-- Raw data follows --
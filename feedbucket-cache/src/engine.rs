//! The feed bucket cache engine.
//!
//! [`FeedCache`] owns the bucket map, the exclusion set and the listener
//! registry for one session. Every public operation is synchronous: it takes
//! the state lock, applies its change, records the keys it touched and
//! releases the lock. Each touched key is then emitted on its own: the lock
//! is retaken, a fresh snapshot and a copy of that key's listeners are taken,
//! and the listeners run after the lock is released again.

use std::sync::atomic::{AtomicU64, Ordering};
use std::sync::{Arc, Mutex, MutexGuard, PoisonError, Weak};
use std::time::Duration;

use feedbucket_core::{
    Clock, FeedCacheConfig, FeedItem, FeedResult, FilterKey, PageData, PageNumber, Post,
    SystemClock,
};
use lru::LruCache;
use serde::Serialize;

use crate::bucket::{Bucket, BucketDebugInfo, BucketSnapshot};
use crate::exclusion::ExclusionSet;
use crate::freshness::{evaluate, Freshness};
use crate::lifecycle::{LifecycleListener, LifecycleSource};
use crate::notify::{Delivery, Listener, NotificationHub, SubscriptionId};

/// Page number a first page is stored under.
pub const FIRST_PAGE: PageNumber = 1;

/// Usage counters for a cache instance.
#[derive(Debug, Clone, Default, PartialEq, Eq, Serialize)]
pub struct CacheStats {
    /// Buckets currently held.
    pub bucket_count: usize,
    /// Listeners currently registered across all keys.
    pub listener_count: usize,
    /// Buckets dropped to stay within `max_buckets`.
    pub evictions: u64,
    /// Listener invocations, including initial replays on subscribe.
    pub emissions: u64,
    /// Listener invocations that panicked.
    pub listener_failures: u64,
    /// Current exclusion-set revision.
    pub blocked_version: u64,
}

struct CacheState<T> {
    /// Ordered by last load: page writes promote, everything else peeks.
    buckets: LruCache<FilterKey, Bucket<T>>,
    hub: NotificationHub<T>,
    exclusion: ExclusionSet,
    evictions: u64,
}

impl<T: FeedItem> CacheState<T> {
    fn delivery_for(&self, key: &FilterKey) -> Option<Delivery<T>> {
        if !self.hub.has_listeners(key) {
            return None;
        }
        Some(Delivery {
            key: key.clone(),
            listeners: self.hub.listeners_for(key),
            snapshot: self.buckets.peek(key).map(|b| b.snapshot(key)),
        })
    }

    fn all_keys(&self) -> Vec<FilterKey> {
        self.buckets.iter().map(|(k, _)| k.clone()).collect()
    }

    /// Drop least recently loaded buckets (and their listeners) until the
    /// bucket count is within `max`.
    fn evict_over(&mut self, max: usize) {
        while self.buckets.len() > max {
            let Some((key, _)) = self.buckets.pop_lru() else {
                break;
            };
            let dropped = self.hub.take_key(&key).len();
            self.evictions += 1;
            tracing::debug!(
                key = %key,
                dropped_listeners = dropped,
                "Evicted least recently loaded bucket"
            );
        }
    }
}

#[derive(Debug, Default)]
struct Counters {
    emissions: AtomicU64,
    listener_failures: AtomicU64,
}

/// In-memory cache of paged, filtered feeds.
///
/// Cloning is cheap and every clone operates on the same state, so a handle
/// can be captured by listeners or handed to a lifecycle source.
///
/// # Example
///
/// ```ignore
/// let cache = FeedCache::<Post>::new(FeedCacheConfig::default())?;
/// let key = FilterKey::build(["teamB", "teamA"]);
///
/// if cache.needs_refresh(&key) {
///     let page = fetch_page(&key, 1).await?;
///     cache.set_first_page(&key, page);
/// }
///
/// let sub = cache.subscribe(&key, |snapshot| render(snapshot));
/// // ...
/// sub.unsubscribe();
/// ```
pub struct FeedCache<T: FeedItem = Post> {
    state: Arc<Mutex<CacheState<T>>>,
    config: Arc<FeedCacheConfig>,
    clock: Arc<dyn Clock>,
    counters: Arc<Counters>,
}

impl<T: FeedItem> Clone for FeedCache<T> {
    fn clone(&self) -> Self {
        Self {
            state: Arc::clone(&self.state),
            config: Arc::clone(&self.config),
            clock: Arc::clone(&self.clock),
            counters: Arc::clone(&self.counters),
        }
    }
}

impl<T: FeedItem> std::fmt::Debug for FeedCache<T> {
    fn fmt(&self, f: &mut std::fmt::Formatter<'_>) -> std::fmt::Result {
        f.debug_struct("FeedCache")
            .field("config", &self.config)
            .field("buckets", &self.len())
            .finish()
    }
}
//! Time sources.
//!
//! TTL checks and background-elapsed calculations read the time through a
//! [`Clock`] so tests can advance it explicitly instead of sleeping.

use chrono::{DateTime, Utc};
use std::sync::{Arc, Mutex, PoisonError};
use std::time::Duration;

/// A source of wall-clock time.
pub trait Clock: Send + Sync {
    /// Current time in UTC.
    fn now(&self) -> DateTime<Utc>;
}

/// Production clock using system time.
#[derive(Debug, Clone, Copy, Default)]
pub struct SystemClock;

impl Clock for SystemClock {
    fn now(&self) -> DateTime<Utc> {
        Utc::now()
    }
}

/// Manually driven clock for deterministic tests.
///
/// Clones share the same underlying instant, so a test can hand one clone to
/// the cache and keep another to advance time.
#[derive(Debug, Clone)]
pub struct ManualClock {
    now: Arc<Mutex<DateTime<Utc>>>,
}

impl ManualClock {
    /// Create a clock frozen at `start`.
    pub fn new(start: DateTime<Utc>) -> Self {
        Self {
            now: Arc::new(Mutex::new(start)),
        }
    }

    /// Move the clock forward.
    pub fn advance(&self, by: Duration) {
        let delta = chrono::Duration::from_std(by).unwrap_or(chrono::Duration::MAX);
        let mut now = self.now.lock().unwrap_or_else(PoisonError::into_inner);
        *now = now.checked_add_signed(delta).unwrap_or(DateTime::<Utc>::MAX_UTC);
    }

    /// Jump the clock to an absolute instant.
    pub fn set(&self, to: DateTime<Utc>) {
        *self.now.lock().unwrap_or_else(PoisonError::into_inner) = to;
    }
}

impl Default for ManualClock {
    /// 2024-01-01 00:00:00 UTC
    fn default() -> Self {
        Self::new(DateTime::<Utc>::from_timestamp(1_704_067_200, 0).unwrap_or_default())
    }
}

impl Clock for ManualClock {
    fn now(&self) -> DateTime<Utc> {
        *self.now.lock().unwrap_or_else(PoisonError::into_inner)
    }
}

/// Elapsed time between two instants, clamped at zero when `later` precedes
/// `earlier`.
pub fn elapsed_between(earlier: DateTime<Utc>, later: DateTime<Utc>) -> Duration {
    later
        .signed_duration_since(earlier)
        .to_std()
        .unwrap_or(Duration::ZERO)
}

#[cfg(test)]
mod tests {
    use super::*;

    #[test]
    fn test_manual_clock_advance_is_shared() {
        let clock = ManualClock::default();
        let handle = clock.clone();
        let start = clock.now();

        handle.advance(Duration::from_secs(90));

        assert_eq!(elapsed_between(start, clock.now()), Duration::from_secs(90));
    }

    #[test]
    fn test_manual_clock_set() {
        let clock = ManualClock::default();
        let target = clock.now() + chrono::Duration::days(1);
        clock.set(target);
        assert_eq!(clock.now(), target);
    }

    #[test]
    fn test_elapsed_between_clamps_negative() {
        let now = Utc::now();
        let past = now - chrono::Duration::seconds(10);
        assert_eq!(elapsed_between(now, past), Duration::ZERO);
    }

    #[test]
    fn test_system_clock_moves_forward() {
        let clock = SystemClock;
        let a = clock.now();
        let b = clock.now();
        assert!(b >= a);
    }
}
-- Raw data concluded --
### Try it
Each record shown above must be reproduced exactly.

### Finished exercise
filename feedbucket-cache/src/engine.rs
//! The feed bucket cache engine.
//!
//! [`FeedCache`] owns the bucket map, the exclusion set and the listener
//! registry for one session. Every public operation is synchronous: it takes
//! the state lock, applies its change, records the keys it touched and
//! releases the lock. Each touched key is then emitted on its own: the lock
//! is retaken, a fresh snapshot and a copy of that key's listeners are taken,
//! and the listeners run after the lock is released again.

use std::sync::atomic::{AtomicU64, Ordering};
use std::sync::{Arc, Mutex, MutexGuard, PoisonError, Weak};
use std::time::Duration;

use feedbucket_core::{
    Clock, FeedCacheConfig, FeedItem, FeedResult, FilterKey, PageData, PageNumber, Post,
    SystemClock,
};
use lru::LruCache;
use serde::Serialize;

use crate::bucket::{Bucket, BucketDebugInfo, BucketSnapshot};
use crate::exclusion::ExclusionSet;
use crate::freshness::{evaluate, Freshness};
use crate::lifecycle::{LifecycleListener, LifecycleSource};
use crate::notify::{Delivery, Listener, NotificationHub, SubscriptionId};

/// Page number a first page is stored under.
pub const FIRST_PAGE: PageNumber = 1;

/// Usage counters for a cache instance.
#[derive(Debug, Clone, Default, PartialEq, Eq, Serialize)]
pub struct CacheStats {
    /// Buckets currently held.
    pub bucket_count: usize,
    /// Listeners currently registered across all keys.
    pub listener_count: usize,
    /// Buckets dropped to stay within `max_buckets`.
    pub evictions: u64,
    /// Listener invocations, including initial replays on subscribe.
    pub emissions: u64,
    /// Listener invocations that panicked.
    pub listener_failures: u64,
    /// Current exclusion-set revision.
    pub blocked_version: u64,
}

struct CacheState<T> {
    /// Ordered by last load: page writes promote, everything else peeks.
    buckets: LruCache<FilterKey, Bucket<T>>,
    hub: NotificationHub<T>,
    exclusion: ExclusionSet,
    evictions: u64,
}

impl<T: FeedItem> CacheState<T> {
    fn delivery_for(&self, key: &FilterKey) -> Option<Delivery<T>> {
        if !self.hub.has_listeners(key) {
            return None;
        }
        Some(Delivery {
            key: key.clone(),
            listeners: self.hub.listeners_for(key),
            snapshot: self.buckets.peek(key).map(|b| b.snapshot(key)),
        })
    }

    fn all_keys(&self) -> Vec<FilterKey> {
        self.buckets.iter().map(|(k, _)| k.clone()).collect()
    }

    /// Drop least recently loaded buckets (and their listeners) until the
    /// bucket count is within `max`.
    fn evict_over(&mut self, max: usize) {
        while self.buckets.len() > max {
            let Some((key, _)) = self.buckets.pop_lru() else {
                break;
            };
            let dropped = self.hub.take_key(&key).len();
            self.evictions += 1;
            tracing::debug!(
                key = %key,
                dropped_listeners = dropped,
                "Evicted least recently loaded bucket"
            );
        }
    }
}

#[derive(Debug, Default)]
struct Counters {
    emissions: AtomicU64,
    listener_failures: AtomicU64,
}

/// In-memory cache of paged, filtered feeds.
///
/// Cloning is cheap and every clone operates on the same state, so a handle
/// can be captured by listeners or handed to a lifecycle source.
///
/// # Example
///
/// ```ignore
/// let cache = FeedCache::<Post>::new(FeedCacheConfig::default())?;
/// let key = FilterKey::build(["teamB", "teamA"]);
///
/// if cache.needs_refresh(&key) {
///     let page = fetch_page(&key, 1).await?;
///     cache.set_first_page(&key, page);
/// }
///
/// let sub = cache.subscribe(&key, |snapshot| render(snapshot));
/// // ...
/// sub.unsubscribe();
/// ```
pub struct FeedCache<T: FeedItem = Post> {
    state: Arc<Mutex<CacheState<T>>>,
    config: Arc<FeedCacheConfig>,
    clock: Arc<dyn Clock>,
    counters: Arc<Counters>,
}

impl<T: FeedItem> Clone for FeedCache<T> {
    fn clone(&self) -> Self {
        Self {
            state: Arc::clone(&self.state),
            config: Arc::clone(&self.config),
            clock: Arc::clone(&self.clock),
            counters: Arc::clone(&self.counters),
        }
    }
}

impl<T: FeedItem> std::fmt::Debug for FeedCache<T> {
    fn fmt(&self, f: &mut std::fmt::Formatter<'_>) -> std::fmt::Result {
        f.debug_struct("FeedCache")
            .field("config", &self.config)
            .field("buckets", &self.len())
            .finish()
    }
}
//! Time sources.
//!
//! TTL checks and background-elapsed calculations read the time through a
//! [`Clock`] so tests can advance it explicitly instead of sleeping.

use chrono::{DateTime, Utc};
use std::sync::{Arc, Mutex, PoisonError};
use std::time::Duration;

/// A source of wall-clock time.
pub trait Clock: Send + Sync {
    /// Current time in UTC.
    fn now(&self) -> DateTime<Utc>;
}

/// Production clock using system time.
#[derive(Debug, Clone, Copy, Default)]
pub struct SystemClock;

impl Clock for SystemClock {
    fn now(&self) -> DateTime<Utc> {
        Utc::now()
    }
}

/// Manually driven clock for deterministic tests.
///
/// Clones share the same underlying instant, so a test can hand one clone to
/// the cache and keep another to advance time.
#[derive(Debug, Clone)]
pub struct ManualClock {
    now: Arc<Mutex<DateTime<Utc>>>,
}

impl ManualClock {
    /// Create a clock frozen at `start`.
    pub fn new(start: DateTime<Utc>) -> Self {
        Self {
            now: Arc::new(Mutex::new(start)),
        }
    }

    /// Move the clock forward.
    pub fn advance(&self, by: Duration) {
        let delta = chrono::Duration::from_std(by).unwrap_or(chrono::Duration::MAX);
        let mut now = self.now.lock().unwrap_or_else(PoisonError::into_inner);
        *now = now.checked_add_signed(delta).unwrap_or(DateTime::<Utc>::MAX_UTC);
    }

    /// Jump the clock to an absolute instant.
    pub fn set(&self, to: DateTime<Utc>) {
        *self.now.lock().unwrap_or_else(PoisonError::into_inner) = to;
    }
}

impl Default for ManualClock {
    /// 2024-01-01 00:00:00 UTC
    fn default() -> Self {
        Self::new(DateTime::<Utc>::from_timestamp(1_704_067_200, 0).unwrap_or_default())
    }
}

impl Clock for ManualClock {
    fn now(&self) -> DateTime<Utc> {
        *self.now.lock().unwrap_or_else(PoisonError::into_inner)
    }
}

/// Elapsed time between two instants, clamped at zero when `later` precedes
/// `earlier`.
pub fn elapsed_between(earlier: DateTime<Utc>, later: DateTime<Utc>) -> Duration {
    later
        .signed_duration_since(earlier)
        .to_std()
        .unwrap_or(Duration::ZERO)
}

#[cfg(test)]
mod tests {
    use super::*;

    #[test]
    fn test_manual_clock_advance_is_shared() {
        let clock = ManualClock::default();
        let handle = clock.clone();
        let start = clock.now();

        handle.advance(Duration::from_secs(90));

        assert_eq!(elapsed_between(start, clock.now()), Duration::from_secs(90));
    }

    #[test]
    fn test_manual_clock_set() {
        let clock = ManualClock::default();
        let target = clock.now() + chrono::Duration::days(1);
        clock.set(target);
        assert_eq!(clock.now(), target);
    }

    #[test]
    fn test_elapsed_between_clamps_negative() {
        let now = Utc::now();
        let past = now - chrono::Duration::seconds(10);
        assert_eq!(elapsed_between(now, past), Duration::ZERO);
    }

    #[test]
    fn test_system_clock_moves_forward() {
        let clock = SystemClock;
        let a = clock.now();
        let b = clock.now();
        assert!(b >= a);
    }
}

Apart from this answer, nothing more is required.